I stare ahead, focused, intent. I know my next moves. I know what needs to be done. This is something with which I am comfortable.
Table setups, directing the team, setting up registration, determining signage, making final decisions. A colleague asks for my opinion, and I give it without hesitation. I know how to respond.
On Sunday night I switched my mindset. I moved into work mode. I had a large event and multiple meetings ahead of me. I needed to focus, to operate. I needed to compartmentalize. So, I shut down the side of me that was processing the news about my dad’s ALS diagnosis. It was business. I was business.
I came home on Monday night after setting up for Tuesday’s event. My husband had had some beer. He was processing the emotions I was avoiding. I couldn’t get pulled in. I needed to stay compartmentalized. I needed to stay in work mode. I shut him down. There was a part of me that recognized this, that felt badly that I was unable to connect with him about it. He had been supporting my emotions over the past several days, but he hadn’t taken the opportunity to break down for himself. And here I was processing everything with the mind of a computer.

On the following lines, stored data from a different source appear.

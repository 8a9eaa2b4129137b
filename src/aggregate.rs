//! Aggregation over every category of the scraped dataset.
//!
//! Categories run one after another so they share the API quota and the
//! processed-videos file without contention. A category that fails for its
//! own reasons is logged and skipped; a fatal error (a tracker that cannot be
//! written) stops the run. The merged dataset is written once, at the end, so
//! an interrupted run keeps its processed markers but loses its merged output.

use crate::error::Result;
use crate::models::EnhancedDataset;
use crate::outputs::json;
use crate::pipeline::{CategorySelector, EnrichmentPipeline};
use crate::sources::{CaptionSource, MetadataSource};
use std::path::Path;
use std::time::Instant;
use tracing::{error, info, instrument};

/// Run the pipeline for each category in dataset order and merge the fragments.
#[instrument(level = "info", skip_all)]
pub async fn enrich_all_categories<M, C>(
    pipeline: &EnrichmentPipeline<'_, M, C>,
) -> Result<EnhancedDataset>
where
    M: MetadataSource,
    C: CaptionSource,
{
    let total = pipeline.dataset().len();
    let mut merged = EnhancedDataset::new();

    for index in 0..total {
        info!(category = index + 1, total, "Processing category");
        match pipeline
            .process_category(&CategorySelector::Index(index))
            .await
        {
            Ok(fragment) => merged.extend(fragment),
            Err(e) if e.is_fatal() => {
                error!(index, error = %e, "Fatal error; stopping enrichment run");
                return Err(e);
            }
            Err(e) => error!(index, error = %e, "Category failed; continuing"),
        }
    }

    Ok(merged)
}

/// Enrich all categories (or just `only`) and write the result to `output`.
#[instrument(level = "info", skip(pipeline, output), fields(output = %output.display()))]
pub async fn run_enrichment<M, C>(
    pipeline: &EnrichmentPipeline<'_, M, C>,
    only: Option<&CategorySelector>,
    output: &Path,
) -> Result<EnhancedDataset>
where
    M: MetadataSource,
    C: CaptionSource,
{
    let t0 = Instant::now();
    let enhanced = match only {
        Some(selector) => pipeline.process_category(selector).await?,
        None => enrich_all_categories(pipeline).await?,
    };

    json::write_enhanced(&enhanced, output).await?;
    info!(
        categories = enhanced.len(),
        videos = enhanced.values().map(Vec::len).sum::<usize>(),
        elapsed_ms = t0.elapsed().as_millis() as u64,
        "Completed processing all categories"
    );
    Ok(enhanced)
}

#[cfg(test)]
mod tests {
    use super::*;
    use crate::error::FeedError;
    use crate::models::CategorizedVideos;
    use crate::pipeline::tests::{FakeCaptions, FakeMetadata, instant, record};
    use crate::tracker::ProcessedTracker;
    use tempfile::TempDir;

    fn data() -> CategorizedVideos {
        let mut data = CategorizedVideos::new();
        data.insert("First".to_string(), vec![record("a"), record("b")]);
        data.insert("Second".to_string(), vec![record("c")]);
        data.insert("Third".to_string(), vec![record("d"), record("e")]);
        data
    }

    #[tokio::test]
    async fn test_merges_categories_in_order() {
        let dir = TempDir::new().unwrap();
        let data = data();
        let meta = FakeMetadata::with(&[
            ("a", true),
            ("b", false),
            ("c", true),
            ("d", true),
            ("e", true),
        ]);
        let pipeline = EnrichmentPipeline::new(
            &data,
            ProcessedTracker::new(dir.path().join("processed.json")),
            instant(),
            meta,
            FakeCaptions::default(),
        );

        let merged = enrich_all_categories(&pipeline).await.unwrap();
        let names: Vec<&String> = merged.keys().collect();
        assert_eq!(names, vec!["First", "Second", "Third"]);
        assert_eq!(merged["First"].len(), 1);
        assert_eq!(merged["Third"].len(), 2);
    }

    #[tokio::test]
    async fn test_failing_videos_do_not_stop_other_categories() {
        let dir = TempDir::new().unwrap();
        let data = data();
        let meta = FakeMetadata::with(&[("a", true), ("d", true), ("e", true)])
            .failing("b")
            .failing("c");
        let pipeline = EnrichmentPipeline::new(
            &data,
            ProcessedTracker::new(dir.path().join("processed.json")),
            instant(),
            meta,
            FakeCaptions::default(),
        );

        let merged = enrich_all_categories(&pipeline).await.unwrap();
        assert_eq!(merged["First"].len(), 1);
        assert!(merged["Second"].is_empty());
        assert_eq!(merged["Third"].len(), 2);
    }

    #[tokio::test]
    async fn test_fatal_tracker_error_stops_run() {
        let dir = TempDir::new().unwrap();
        let blocker = dir.path().join("blocker");
        std::fs::write(&blocker, "file").unwrap();

        let data = data();
        let meta = FakeMetadata::with(&[("a", true)]);
        let pipeline = EnrichmentPipeline::new(
            &data,
            ProcessedTracker::new(blocker.join("processed.json")),
            instant(),
            meta,
            FakeCaptions::default(),
        );

        let err = enrich_all_categories(&pipeline).await.unwrap_err();
        assert!(matches!(err, FeedError::Persistence { .. }));
    }

    #[tokio::test]
    async fn test_run_enrichment_writes_output_once() {
        let dir = TempDir::new().unwrap();
        let output = dir.path().join("out").join("enhanced.json");
        let data = data();
        let meta = FakeMetadata::with(&[("a", true), ("c", true)]);
        let pipeline = EnrichmentPipeline::new(
            &data,
            ProcessedTracker::new(dir.path().join("processed.json")),
            instant(),
            meta,
            FakeCaptions::default(),
        );

        let enhanced = run_enrichment(&pipeline, None, &output).await.unwrap();
        let written = json::read_enhanced(&output).await.unwrap();
        assert_eq!(written, enhanced);
        assert_eq!(written.len(), 3);
    }

    #[tokio::test]
    async fn test_run_single_category() {
        let dir = TempDir::new().unwrap();
        let output = dir.path().join("enhanced.json");
        let data = data();
        let meta = FakeMetadata::with(&[("c", true)]);
        let pipeline = EnrichmentPipeline::new(
            &data,
            ProcessedTracker::new(dir.path().join("processed.json")),
            instant(),
            meta,
            FakeCaptions::default(),
        );

        let selector = CategorySelector::Name("Second".to_string());
        let enhanced = run_enrichment(&pipeline, Some(&selector), &output)
            .await
            .unwrap();
        assert_eq!(enhanced.len(), 1);
        assert_eq!(enhanced["Second"].len(), 1);

        let missing = CategorySelector::Index(10);
        assert!(matches!(
            run_enrichment(&pipeline, Some(&missing), &output).await,
            Err(FeedError::InvalidCategory { .. })
        ));
    }
}
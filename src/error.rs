//! Error type shared by every stage of the feed pipeline.
//!
//! Per-video problems never surface as errors; sources return `None` and the
//! enrichment loop logs and moves on. What remains here are the failures a
//! category run, a whole run, or a server request has to decide about.

use std::path::PathBuf;
use thiserror::Error;

/// Errors raised by scraping, enrichment, persistence and configuration.
#[derive(Debug, Error)]
pub enum FeedError {
    #[error("YouTube API key not found (set YOUTUBE_API_KEY or pass --api-key)")]
    MissingCredential,

    #[error("Invalid category {selector}. Available categories: {available}")]
    InvalidCategory { selector: String, available: usize },

    #[error("No news sections found on the page")]
    NoSections,

    #[error("No videos found in any category")]
    NoVideos,

    #[error("Invalid dataset: {0}")]
    InvalidDataset(String),

    #[error("Failed to access {}: {source}", path.display())]
    Persistence {
        path: PathBuf,
        #[source]
        source: std::io::Error,
    },

    #[error("JSON error: {0}")]
    Json(#[from] serde_json::Error),

    #[error("HTTP error: {0}")]
    Http(#[from] reqwest::Error),

    #[error("Source error: {0}")]
    Source(String),

    #[error("All {attempts} attempts failed. Last error: {last}")]
    RetriesExhausted { attempts: u32, last: String },

    #[error("Configuration error: {0}")]
    Config(String),
}

impl FeedError {
    /// Wrap an I/O error with the file it concerns.
    pub fn persistence(path: impl Into<PathBuf>, source: std::io::Error) -> Self {
        FeedError::Persistence {
            path: path.into(),
            source,
        }
    }

    /// Errors that must end the whole run instead of just one category.
    pub fn is_fatal(&self) -> bool {
        matches!(
            self,
            FeedError::MissingCredential | FeedError::Persistence { .. }
        )
    }
}

pub type Result<T> = std::result::Result<T, FeedError>;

I went through Monday, Tuesday, Wednesday, and most of Thursday that way. After a client meeting on Tuesday, my boss asked me how I was doing. She had switched into personal mode. I couldn’t do it. I felt myself shake my head, trying to process what was happening, trying to respond like a human instead of a robot.
“I just put on my business face to get through it all,” I replied.
She nodded.
It wasn’t until Thursday afternoon when I met with my therapist for the first time since receiving the news that I let myself open up again, that I moved away from my business-self.
I told her the news as if it had happened to somebody else. I could hear my voice from far away, like a reporter. She asked me how I was doing, how it made me feel.
I stopped.
How it made me feel.
At that moment, I felt nothing. I’d been working. I’d been focused. I had been doing my job and doing it well. I was just giving my update, my report. But she wanted to know how I felt? I wasn’t prepared for that.
“Sheila,” I said. “I haven’t allowed myself to think about that in three-and-a-half days. This is going to take me a minute.”
As we continued to talk, I could feel myself coming back, slowly opening up. I felt and heard the tremor in my voice as I told her about the previous week, when we’d been at the Mayo Clinic. About learning the news and sharing it with family and friends. About the challenges with my mom.
My voice grew stronger, but still shaking, as I told her how unfair it was for him to work for his entire life in a concrete building when he loved the outdoors, only to retire and receive this news.
She told me she could hear the anger in my voice. I was angry. I am angry.
I saw a new group of friends over the recent weekend, and I didn’t know what mode to be in. I didn’t know if I should remain in my open, angry, devastated state or go back into work mode. I was scared to scare them away. I felt like there were two sides of me struggling, and I didn’t know how to be or who to be. Business-me wanted to be in control, because business-me didn’t hurt as much. But that side of me shuts down, doesn’t connect, doesn’t feel very human. I don’t connect with my family, with my husband, with my friends.
The other part is in so much pain and anger and despair. And I want there to be some middle ground. Some middle ground between the part that functions and the part that wants to crumble. I don’t want to go one way or the other. I want there to be more than two. I just have to find that.